La piel es inocente, mansa, brava, rugosa, suave, es el mayor órgano del cuerpo, nos recubre por todas partes y nos envuelve en su cápsula extraña e infinitamente vulnerable. No está preparada para ser juzgada, excluida, ensuciada, culpada. No tiene la culpa de su color, tonalidad, heridas, cicatrices, lastres del tiempo.
Es una inocente sufriendo exilio, una cápsula utilizada para contener envoltorio de ideas y sentimientos, de vivencias y potencialidades. Es solamente el traje con el que vestimos toda clase de sensaciones, anhelos, pasados y presentes. Donde tatuamos nuestro dolor, angustia, amor, donde queda impronta de historia personal y también tribal, como tribus humanas y grupos sociales. Es la más acusada y la menos culpable de la segregación racial, en tanto que algunos cerebros maquinan la forma de dividirlas y coartarlas. Nuestra responsabilidad humana es despojarla de esta culpa, de estas cadenas, de este traje condenatorio que la conduce a un exilio de piel, de sentimientos, de cuna.
Nuestra responsabilidad social es acoger a todas las pieles dándonos cuenta de su misma inocencia y su igual derecho a existir en un clima de comprensión y armonía.
La piel recubre igual a indigentes que a ricos, a pequeños que a mayores, a afortunados que a desdichados…a todas las edades, géneros y nacionalidades. Habla todos los idiomas y se duele de las mismas tristezas. Por tanto, la piel nos iguala, pues a todos se nos hincha, encoge, arruga, colorea con el sol o moja con la lluvia…es vehículo de unión, debería ser un puente humano por ser común, y no una muralla por pigmentarse diferente.
Todos, todas, llevamos para dormir ese pijama color piel, no nos lo quitamos en la vida, sufrimos y gozamos con él, las relaciones íntimas, los fracasos y éxitos laborales, la enfermedad y la salud…
Es perenne a lo largo de nuestra existencia, es suave o seca, como lo somos nosotros y el propio Destino.
La piel merece ser mimada, y nosotros bajo ella igualmente. Toda piel merece una caricia y un gesto de Humanidad. Todas ellas se hacen reinas en el país de la sangre y las vísceras, allá donde un beso traspasa los labios y una caricia va directa a nuestra aorta.
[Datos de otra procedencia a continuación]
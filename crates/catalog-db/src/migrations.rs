//! # Database Migrations
//!
//! Embedded SQL migrations for the catalog database.
//!
//! ## How Migrations Work
//! ```text
//! ┌─────────────────────────────────────────────────────────────────────────┐
//! │                      Migration Process                                  │
//! │                                                                         │
//! │  Catalog::open                                                         │
//! │       │                                                                 │
//! │       ▼                                                                 │
//! │  Check _sqlx_migrations table (create if missing)                      │
//! │       │                                                                 │
//! │       ▼                                                                 │
//! │  Compare embedded migrations vs applied                                │
//! │       │                                                                 │
//! │       └── 001_kv_store.sql                                             │
//! │       │                                                                 │
//! │       ▼                                                                 │
//! │  Run pending migrations in order, record each one                      │
//! │                                                                         │
//! └─────────────────────────────────────────────────────────────────────────┘
//! ```
//!
//! ## Adding New Migrations
//!
//! 1. Create a new file in `migrations/sqlite/` with the next sequence number
//! 2. Name format: `NNN_description.sql`
//! 3. **NEVER** modify existing migrations - always add new ones

use sqlx::SqlitePool;
use tracing::info;

use crate::error::DbResult;

/// Embedded migrations from the workspace `migrations/sqlite` directory.
static MIGRATOR: sqlx::migrate::Migrator = sqlx::migrate!("../../migrations/sqlite");

/// Runs all pending database migrations. Idempotent.
pub async fn run_migrations(pool: &SqlitePool) -> DbResult<()> {
    info!("Checking for pending migrations");

    MIGRATOR.run(pool).await?;

    info!("All migrations applied successfully");
    Ok(())
}

/// Returns `(total_migrations, applied_migrations)` for diagnostics.
pub async fn migration_status(pool: &SqlitePool) -> DbResult<(usize, usize)> {
    let total = MIGRATOR.migrations.len();

    let applied: i64 = sqlx::query_scalar("SELECT COUNT(*) FROM _sqlx_migrations")
        .fetch_one(pool)
        .await
        .unwrap_or(0);

    Ok((total, applied as usize))
}
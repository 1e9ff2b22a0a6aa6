//! # Auth Store
//!
//! Local accounts and the single active session.
//!
//! ## State
//! ```text
//! ┌─────────────────────────────────────────────────────────────────────────┐
//! │  AuthState                                                              │
//! │  ├── users: Vec<User>           ◄──► "users" (seed list until written)  │
//! │  └── session: Option<SessionUser> ◄──► "user"                            │
//! │                                                                         │
//! │  login ─────────► session = Some(user.session())                        │
//! │  logout ────────► session = None, "user" removed                        │
//! │  register ──────► users.push(..)        (session untouched)             │
//! │  change_password► users[i].password = hash(new)                         │
//! │  update_profile ► users[i] + session renamed, profile_updated notified  │
//! └─────────────────────────────────────────────────────────────────────────┘
//! ```
//!
//! The session never carries a password: [`SessionUser`] has no such field.

use catalog_core::validation::{validate_email, validate_password, validate_person_name};
use catalog_core::{NotificationKind, SessionUser, User};
use tokio::sync::Mutex;
use tracing::{debug, info, warn};
use uuid::Uuid;

use crate::config::PasswordScheme;
use crate::error::{StoreError, StoreResult};
use crate::notifications::NotificationStore;
use crate::password::{hash_password, verify_password};
use crate::storage::{keys, load_json, save_json, SharedStorage};

struct AuthState {
    users: Vec<User>,
    session: Option<SessionUser>,
}

/// Accounts and session.
pub struct AuthStore {
    state: Mutex<AuthState>,
    storage: SharedStorage,
    notifications: NotificationStore,
    password_scheme: PasswordScheme,
}

impl AuthStore {
    /// Restores users and session from storage.
    ///
    /// `seed_users` is the list used when storage holds no `users` entry.
    pub async fn load(
        storage: SharedStorage,
        seed_users: Vec<User>,
        notifications: NotificationStore,
        password_scheme: PasswordScheme,
    ) -> StoreResult<Self> {
        let users = load_json(storage.as_ref(), keys::USERS)
            .await?
            .unwrap_or(seed_users);
        let session: Option<SessionUser> = load_json(storage.as_ref(), keys::USER).await?;

        info!(
            users = users.len(),
            restored_session = session.is_some(),
            "Auth store loaded"
        );

        Ok(AuthStore {
            state: Mutex::new(AuthState { users, session }),
            storage,
            notifications,
            password_scheme,
        })
    }

    /// Starts a session for the user with this email and password.
    pub async fn login(&self, email: &str, password: &str) -> StoreResult<SessionUser> {
        let mut state = self.state.lock().await;

        let user = state.users.iter().find(|u| u.email == email);
        let session = match user {
            Some(user) if verify_password(password, &user.password).await => user.session(),
            _ => {
                warn!(email = %email, "Login rejected");
                return Err(StoreError::InvalidCredentials);
            }
        };

        state.session = Some(session.clone());
        save_json(self.storage.as_ref(), keys::USER, &session).await?;

        info!(user_id = %session.id, "User logged in");
        Ok(session)
    }

    /// Creates an account. Does not log the new user in.
    ///
    /// ## Returns
    /// The new user's id.
    pub async fn register(&self, name: &str, email: &str, password: &str) -> StoreResult<String> {
        validate_person_name(name)?;
        validate_email(email)?;
        validate_password(password)?;
        let password = hash_password(password, self.password_scheme).await?;

        let mut state = self.state.lock().await;

        if state.users.iter().any(|u| u.email == email) {
            return Err(StoreError::DuplicateEmail(email.to_string()));
        }

        let user = User {
            id: Uuid::new_v4().to_string(),
            email: email.to_string(),
            name: name.trim().to_string(),
            password,
        };
        let id = user.id.clone();

        state.users.push(user);
        save_json(self.storage.as_ref(), keys::USERS, &state.users).await?;

        info!(user_id = %id, "User registered");
        Ok(id)
    }

    /// Ends the session and forgets it in storage.
    pub async fn logout(&self) -> StoreResult<()> {
        let mut state = self.state.lock().await;
        if let Some(session) = state.session.take() {
            info!(user_id = %session.id, "User logged out");
        }
        self.storage.remove(keys::USER).await
    }

    /// Replaces the password of the account with this email.
    pub async fn change_password(&self, email: &str, new_password: &str) -> StoreResult<()> {
        validate_password(new_password)?;
        let password = hash_password(new_password, self.password_scheme).await?;

        let mut state = self.state.lock().await;

        let user = state
            .users
            .iter_mut()
            .find(|u| u.email == email)
            .ok_or_else(|| StoreError::not_found("User", email))?;
        user.password = password;
        debug!(user_id = %user.id, "Password changed");

        save_json(self.storage.as_ref(), keys::USERS, &state.users).await
    }

    /// Renames the logged-in user and/or changes their email.
    pub async fn update_profile(&self, name: &str, email: &str) -> StoreResult<SessionUser> {
        validate_person_name(name)?;
        validate_email(email)?;

        let mut state = self.state.lock().await;

        let current_id = state
            .session
            .as_ref()
            .map(|s| s.id.clone())
            .ok_or(StoreError::NotAuthenticated)?;

        if state
            .users
            .iter()
            .any(|u| u.email == email && u.id != current_id)
        {
            return Err(StoreError::DuplicateEmail(email.to_string()));
        }

        let name = name.trim().to_string();
        if let Some(user) = state.users.iter_mut().find(|u| u.id == current_id) {
            user.name = name.clone();
            user.email = email.to_string();
        }
        let session = SessionUser {
            id: current_id,
            email: email.to_string(),
            name,
        };
        state.session = Some(session.clone());

        save_json(self.storage.as_ref(), keys::USERS, &state.users).await?;
        save_json(self.storage.as_ref(), keys::USER, &session).await?;
        drop(state);

        self.notifications
            .notify(
                &session.id,
                NotificationKind::ProfileUpdated,
                "Your profile was updated",
            )
            .await?;

        info!(user_id = %session.id, "Profile updated");
        Ok(session)
    }

    /// The logged-in user, if any.
    pub async fn current_user(&self) -> Option<SessionUser> {
        self.state.lock().await.session.clone()
    }

    /// The logged-in user, or `NotAuthenticated`.
    pub async fn require_user(&self) -> StoreResult<SessionUser> {
        self.current_user().await.ok_or(StoreError::NotAuthenticated)
    }
}

#[cfg(test)]
mod tests {
    use super::*;
    use crate::storage::{KeyValueStore, MemoryKeyValueStore};
    use std::sync::Arc;

    fn seed_users() -> Vec<User> {
        vec![
            User {
                id: "1".into(),
                email: "john@example.com".into(),
                name: "John Doe".into(),
                password: "Password123".into(),
            },
            User {
                id: "2".into(),
                email: "jane@example.com".into(),
                name: "Jane Smith".into(),
                password: "Password123".into(),
            },
        ]
    }

    async fn store_on(memory: Arc<MemoryKeyValueStore>, scheme: PasswordScheme) -> AuthStore {
        let notifications = NotificationStore::load(memory.clone()).await.unwrap();
        AuthStore::load(memory, seed_users(), notifications, scheme)
            .await
            .unwrap()
    }

    async fn store() -> (AuthStore, Arc<MemoryKeyValueStore>) {
        let memory = Arc::new(MemoryKeyValueStore::new());
        (store_on(memory.clone(), PasswordScheme::Argon2).await, memory)
    }

    #[tokio::test]
    async fn test_login_success_persists_session_without_password() {
        let (auth, memory) = store().await;

        let session = auth.login("john@example.com", "Password123").await.unwrap();
        assert_eq!(session.id, "1");
        assert_eq!(auth.current_user().await, Some(session));

        let stored = memory.get(keys::USER).await.unwrap().unwrap();
        assert!(!stored.contains("password"));
        assert!(!stored.contains("Password123"));
    }

    #[tokio::test]
    async fn test_login_rejects_bad_credentials() {
        let (auth, _) = store().await;

        let err = auth.login("john@example.com", "wrong").await.unwrap_err();
        assert!(matches!(err, StoreError::InvalidCredentials));
        let err = auth.login("nobody@example.com", "Password123").await.unwrap_err();
        assert!(matches!(err, StoreError::InvalidCredentials));
        assert_eq!(auth.current_user().await, None);
    }

    #[tokio::test]
    async fn test_register_then_login_with_hashed_password() {
        let (auth, memory) = store().await;

        let id = auth
            .register("New User", "new@example.com", "Secret99")
            .await
            .unwrap();
        assert_eq!(auth.current_user().await, None);

        let stored = memory.get(keys::USERS).await.unwrap().unwrap();
        assert!(stored.contains("$argon2"));
        assert!(!stored.contains("Secret99"));

        let session = auth.login("new@example.com", "Secret99").await.unwrap();
        assert_eq!(session.id, id);
    }

    #[tokio::test]
    async fn test_register_duplicate_email() {
        let (auth, memory) = store().await;

        let err = auth
            .register("Another", "john@example.com", "Secret99")
            .await
            .unwrap_err();
        assert!(matches!(err, StoreError::DuplicateEmail(_)));
        assert_eq!(memory.write_count(), 0);
    }

    #[tokio::test]
    async fn test_register_validates_input() {
        let (auth, _) = store().await;

        let err = auth.register("N", "n@example.com", "Secret99").await.unwrap_err();
        assert!(matches!(err, StoreError::Validation(_)));
        let err = auth.register("Name", "not-an-email", "Secret99").await.unwrap_err();
        assert!(matches!(err, StoreError::Validation(_)));
        let err = auth.register("Name", "n@example.com", "weak").await.unwrap_err();
        assert!(matches!(err, StoreError::Validation(_)));
    }

    #[tokio::test]
    async fn test_registered_users_survive_reload() {
        let memory = Arc::new(MemoryKeyValueStore::new());
        let auth = store_on(memory.clone(), PasswordScheme::Plain).await;
        auth.register("New User", "new@example.com", "Secret99")
            .await
            .unwrap();
        auth.login("new@example.com", "Secret99").await.unwrap();

        let reloaded = store_on(memory, PasswordScheme::Plain).await;
        assert_eq!(
            reloaded.current_user().await.map(|u| u.email),
            Some("new@example.com".to_string())
        );
        assert!(reloaded.login("new@example.com", "Secret99").await.is_ok());
    }

    #[tokio::test]
    async fn test_logout_clears_session() {
        let (auth, memory) = store().await;
        auth.login("john@example.com", "Password123").await.unwrap();

        auth.logout().await.unwrap();

        assert_eq!(auth.current_user().await, None);
        assert_eq!(memory.get(keys::USER).await.unwrap(), None);
        assert!(matches!(
            auth.require_user().await,
            Err(StoreError::NotAuthenticated)
        ));
    }

    #[tokio::test]
    async fn test_change_password() {
        let (auth, _) = store().await;

        auth.change_password("jane@example.com", "Changed42")
            .await
            .unwrap();

        assert!(auth.login("jane@example.com", "Password123").await.is_err());
        assert!(auth.login("jane@example.com", "Changed42").await.is_ok());

        let err = auth
            .change_password("ghost@example.com", "Changed42")
            .await
            .unwrap_err();
        assert!(matches!(err, StoreError::NotFound { .. }));
    }

    #[tokio::test]
    async fn test_update_profile() {
        let memory = Arc::new(MemoryKeyValueStore::new());
        let notifications = NotificationStore::load(memory.clone()).await.unwrap();
        let auth = AuthStore::load(
            memory.clone(),
            seed_users(),
            notifications.clone(),
            PasswordScheme::Argon2,
        )
        .await
        .unwrap();

        let err = auth.update_profile("John", "john@example.com").await.unwrap_err();
        assert!(matches!(err, StoreError::NotAuthenticated));

        auth.login("john@example.com", "Password123").await.unwrap();

        let err = auth
            .update_profile("John", "jane@example.com")
            .await
            .unwrap_err();
        assert!(matches!(err, StoreError::DuplicateEmail(_)));

        let session = auth
            .update_profile("Johnny", "johnny@example.com")
            .await
            .unwrap();
        assert_eq!(session.name, "Johnny");
        assert_eq!(auth.current_user().await, Some(session));

        assert!(auth.login("johnny@example.com", "Password123").await.is_ok());

        let feed = notifications.for_user("1").await;
        assert_eq!(feed.len(), 1);
        assert_eq!(feed[0].kind, NotificationKind::ProfileUpdated);
    }
}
Si tuviéramos que formar un ejército de pieles, lo haríamos desde la fraternidad y la igualdad que requiere el considerarlas a todas una, a todas víctimas de otros estímulos externos, a todas hijas de la misma Tierra y dignas del mismo cariño.
Si tuviéramos que inventar un himno de pieles, tendría la misma letra, o quizá ninguna.
Mi piel, tu piel, nuestra piel. Su piel, vuestra piel.
Todos los pronombres personales conjugados a una, todos los verbos ungidos con el mismo aceite, marcados por las mismas cicatrices del tiempo, del viento y el Sol.
Tal vez unir pieles y ser consciente de su permeabilidad, su extraordinaria sensibilidad a los halagos, tormentas, desafíos y golpes de Fortuna nos harías más compasivos.
Tal vez considerar a la piel en singular, sin establecer plurales, como ese órgano gigante que recubre a la Humanidad nos haría más empáticos con su verdadera Naturaleza.
Tal vez lamer una sola lágrima sobre dos epidermis diferentes, y comprobar que ambas saben al mismo salitre acuoso, nos dé la pista para imaginar una equidad en derechos y una homogeneidad a la hora de considerar sus diferencias.
Tal vez todo el mundo sea hijo, hija de la misma piel, y solo necesitamos rasgarla lo justo para sentir la misma un pálpito de libertad.